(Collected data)
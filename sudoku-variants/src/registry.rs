//! An explicit name → factory table for constructing constraints from option
//! strings.
//!
//! Each entry owns a parser that validates its option string and produces the
//! constraint. Cell lists use the shared cell-group syntax of
//! [`parse_cell_groups`]; anything else is constraint-specific and documented
//! per entry.

use std::collections::BTreeMap;
use std::sync::Arc;
use thiserror::Error;

use crate::prelude::*;
use sudoku_engine::prelude::*;

/// Ways constructing a constraint from strings can fail.
#[derive(Debug, Error)]
pub enum ConstraintParseError {
    #[error("unknown constraint: {0}")]
    Unknown(String),
    #[error("invalid options for {constraint}: {reason}")]
    InvalidOptions {
        constraint: &'static str,
        reason: String,
    },
}

type Handler = fn(&str) -> Result<Vec<Arc<dyn Constraint>>, ConstraintParseError>;

/// Maps constraint names to their option parsers and factories.
///
/// # Example
/// ```
/// # use sudoku_variants::prelude::*;
/// let registry = ConstraintRegistry::standard();
/// let constraints = registry.create("killer-cage", "6:r1c1-3").unwrap();
/// assert_eq!(constraints.len(), 1);
/// assert!(registry.create("seven-segment", "").is_err());
/// ```
pub struct ConstraintRegistry {
    entries: BTreeMap<&'static str, Handler>,
}

impl ConstraintRegistry {
    /// A registry with every constraint in this crate registered:
    ///
    /// | name | options |
    /// |---|---|
    /// | `killer-cage` | `sum:cells` or `cells` |
    /// | `little-killer` | `sum:cells` |
    /// | `arrow` | `circle;shaft` |
    /// | `thermometer` | `cells` (bulb first) |
    /// | `renban` | `cells` |
    /// | `extra-region` | `cells` (nine of them) |
    /// | `diagonal+` / `diagonal-` | none |
    /// | `anti-knight` / `anti-king` / `anti-camel` | none |
    /// | `anti-taxicab` | distance |
    pub fn standard() -> Self {
        let mut entries: BTreeMap<&'static str, Handler> = BTreeMap::new();
        entries.insert("killer-cage", parse_killer_cage);
        entries.insert("little-killer", parse_little_killer);
        entries.insert("arrow", parse_arrow);
        entries.insert("thermometer", parse_thermometer);
        entries.insert("renban", parse_renban);
        entries.insert("extra-region", parse_extra_region);
        entries.insert("diagonal+", parse_diagonal_positive);
        entries.insert("diagonal-", parse_diagonal_negative);
        entries.insert("anti-knight", parse_anti_knight);
        entries.insert("anti-king", parse_anti_king);
        entries.insert("anti-camel", parse_anti_camel);
        entries.insert("anti-taxicab", parse_anti_taxicab);
        Self { entries }
    }

    /// The registered constraint names, sorted.
    pub fn names(&self) -> impl Iterator<Item = &'static str> + '_ {
        self.entries.keys().copied()
    }

    /// Constructs the constraints for `name` from its option string.
    pub fn create(
        &self,
        name: &str,
        options: &str,
    ) -> Result<Vec<Arc<dyn Constraint>>, ConstraintParseError> {
        let handler = self
            .entries
            .get(name)
            .ok_or_else(|| ConstraintParseError::Unknown(name.to_owned()))?;
        handler(options)
    }
}

fn invalid(constraint: &'static str, reason: impl Into<String>) -> ConstraintParseError {
    ConstraintParseError::InvalidOptions {
        constraint,
        reason: reason.into(),
    }
}

fn cell_groups(
    constraint: &'static str,
    options: &str,
) -> Result<Vec<Vec<CellIndex>>, ConstraintParseError> {
    parse_cell_groups(options).map_err(|reason| invalid(constraint, reason))
}

fn single_group(
    constraint: &'static str,
    options: &str,
) -> Result<Vec<CellIndex>, ConstraintParseError> {
    let mut groups = cell_groups(constraint, options)?;
    if groups.len() != 1 || groups[0].is_empty() {
        return Err(invalid(constraint, "expected a single group of cells"));
    }
    Ok(groups.remove(0))
}

fn sum_and_cells(
    constraint: &'static str,
    options: &str,
) -> Result<(usize, Vec<CellIndex>), ConstraintParseError> {
    let (sum, cells) = options
        .split_once(':')
        .ok_or_else(|| invalid(constraint, "expected sum:cells"))?;
    let sum = sum
        .trim()
        .parse::<usize>()
        .map_err(|_| invalid(constraint, format!("invalid sum: {}", sum)))?;
    Ok((sum, single_group(constraint, cells)?))
}

fn parse_killer_cage(options: &str) -> Result<Vec<Arc<dyn Constraint>>, ConstraintParseError> {
    let (sum, cells) = if options.contains(':') {
        let (sum, cells) = sum_and_cells("killer-cage", options)?;
        (Some(sum), cells)
    } else {
        (None, single_group("killer-cage", options)?)
    };

    if cells.len() > SIZE {
        return Err(invalid("killer-cage", "a cage cannot exceed nine cells"));
    }
    Ok(vec![Arc::new(KillerCageConstraint::new(cells, sum))])
}

fn parse_little_killer(options: &str) -> Result<Vec<Arc<dyn Constraint>>, ConstraintParseError> {
    let (sum, cells) = sum_and_cells("little-killer", options)?;
    Ok(vec![Arc::new(LittleKillerConstraint::new(cells, sum))])
}

fn parse_arrow(options: &str) -> Result<Vec<Arc<dyn Constraint>>, ConstraintParseError> {
    let groups = cell_groups("arrow", options)?;
    if groups.len() != 2 || groups[0].len() != 1 || groups[1].is_empty() {
        return Err(invalid("arrow", "expected circle;shaft"));
    }
    Ok(vec![Arc::new(ArrowConstraint::new(
        groups[0][0],
        groups[1].clone(),
    ))])
}

fn parse_thermometer(options: &str) -> Result<Vec<Arc<dyn Constraint>>, ConstraintParseError> {
    let cells = single_group("thermometer", options)?;
    if cells.len() < 2 || cells.len() > SIZE {
        return Err(invalid(
            "thermometer",
            "expected between two and nine cells",
        ));
    }
    Ok(vec![Arc::new(ThermometerConstraint::new(cells))])
}

fn parse_renban(options: &str) -> Result<Vec<Arc<dyn Constraint>>, ConstraintParseError> {
    let cells = single_group("renban", options)?;
    if cells.len() < 2 || cells.len() > SIZE {
        return Err(invalid("renban", "expected between two and nine cells"));
    }
    Ok(vec![Arc::new(RenbanConstraint::new(cells))])
}

fn parse_extra_region(options: &str) -> Result<Vec<Arc<dyn Constraint>>, ConstraintParseError> {
    let cells = single_group("extra-region", options)?;
    if cells.len() != SIZE {
        return Err(invalid("extra-region", "expected exactly nine cells"));
    }
    Ok(vec![Arc::new(ExtraRegionConstraint::new(cells))])
}

fn parse_diagonal_positive(
    options: &str,
) -> Result<Vec<Arc<dyn Constraint>>, ConstraintParseError> {
    expect_no_options("diagonal+", options)?;
    Ok(vec![Arc::new(NonRepeatConstraint::from_positive_diagonal())])
}

fn parse_diagonal_negative(
    options: &str,
) -> Result<Vec<Arc<dyn Constraint>>, ConstraintParseError> {
    expect_no_options("diagonal-", options)?;
    Ok(vec![Arc::new(NonRepeatConstraint::from_negative_diagonal())])
}

fn parse_anti_knight(options: &str) -> Result<Vec<Arc<dyn Constraint>>, ConstraintParseError> {
    expect_no_options("anti-knight", options)?;
    Ok(vec![Arc::new(ChessConstraint::anti_knight())])
}

fn parse_anti_king(options: &str) -> Result<Vec<Arc<dyn Constraint>>, ConstraintParseError> {
    expect_no_options("anti-king", options)?;
    Ok(vec![Arc::new(ChessConstraint::anti_king())])
}

fn parse_anti_camel(options: &str) -> Result<Vec<Arc<dyn Constraint>>, ConstraintParseError> {
    expect_no_options("anti-camel", options)?;
    Ok(vec![Arc::new(ChessConstraint::anti_camel())])
}

fn parse_anti_taxicab(options: &str) -> Result<Vec<Arc<dyn Constraint>>, ConstraintParseError> {
    let distance = options
        .trim()
        .parse::<usize>()
        .map_err(|_| invalid("anti-taxicab", format!("invalid distance: {}", options)))?;
    if distance == 0 || distance >= 2 * SIZE {
        return Err(invalid("anti-taxicab", "distance out of range"));
    }
    Ok(vec![Arc::new(ChessConstraint::anti_taxicab(distance))])
}

fn expect_no_options(
    constraint: &'static str,
    options: &str,
) -> Result<(), ConstraintParseError> {
    if options.trim().is_empty() {
        Ok(())
    } else {
        Err(invalid(constraint, "takes no options"))
    }
}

:: WORK ORDER ::
Return word for word the line with "if cells.len() != SIZE" and every line after it through the end of the records above.

:: TASK RESULT ::
    if cells.len() != SIZE {
        return Err(invalid("extra-region", "expected exactly nine cells"));
    }
    Ok(vec![Arc::new(ExtraRegionConstraint::new(cells))])
}

fn parse_diagonal_positive(
    options: &str,
) -> Result<Vec<Arc<dyn Constraint>>, ConstraintParseError> {
    expect_no_options("diagonal+", options)?;
    Ok(vec![Arc::new(NonRepeatConstraint::from_positive_diagonal())])
}

fn parse_diagonal_negative(
    options: &str,
) -> Result<Vec<Arc<dyn Constraint>>, ConstraintParseError> {
    expect_no_options("diagonal-", options)?;
    Ok(vec![Arc::new(NonRepeatConstraint::from_negative_diagonal())])
}

fn parse_anti_knight(options: &str) -> Result<Vec<Arc<dyn Constraint>>, ConstraintParseError> {
    expect_no_options("anti-knight", options)?;
    Ok(vec![Arc::new(ChessConstraint::anti_knight())])
}

fn parse_anti_king(options: &str) -> Result<Vec<Arc<dyn Constraint>>, ConstraintParseError> {
    expect_no_options("anti-king", options)?;
    Ok(vec![Arc::new(ChessConstraint::anti_king())])
}

fn parse_anti_camel(options: &str) -> Result<Vec<Arc<dyn Constraint>>, ConstraintParseError> {
    expect_no_options("anti-camel", options)?;
    Ok(vec![Arc::new(ChessConstraint::anti_camel())])
}

fn parse_anti_taxicab(options: &str) -> Result<Vec<Arc<dyn Constraint>>, ConstraintParseError> {
    let distance = options
        .trim()
        .parse::<usize>()
        .map_err(|_| invalid("anti-taxicab", format!("invalid distance: {}", options)))?;
    if distance == 0 || distance >= 2 * SIZE {
        return Err(invalid("anti-taxicab", "distance out of range"));
    }
    Ok(vec![Arc::new(ChessConstraint::anti_taxicab(distance))])
}

fn expect_no_options(
    constraint: &'static str,
    options: &str,
) -> Result<(), ConstraintParseError> {
    if options.trim().is_empty() {
        Ok(())
    } else {
        Err(invalid(constraint, "takes no options"))
    }
}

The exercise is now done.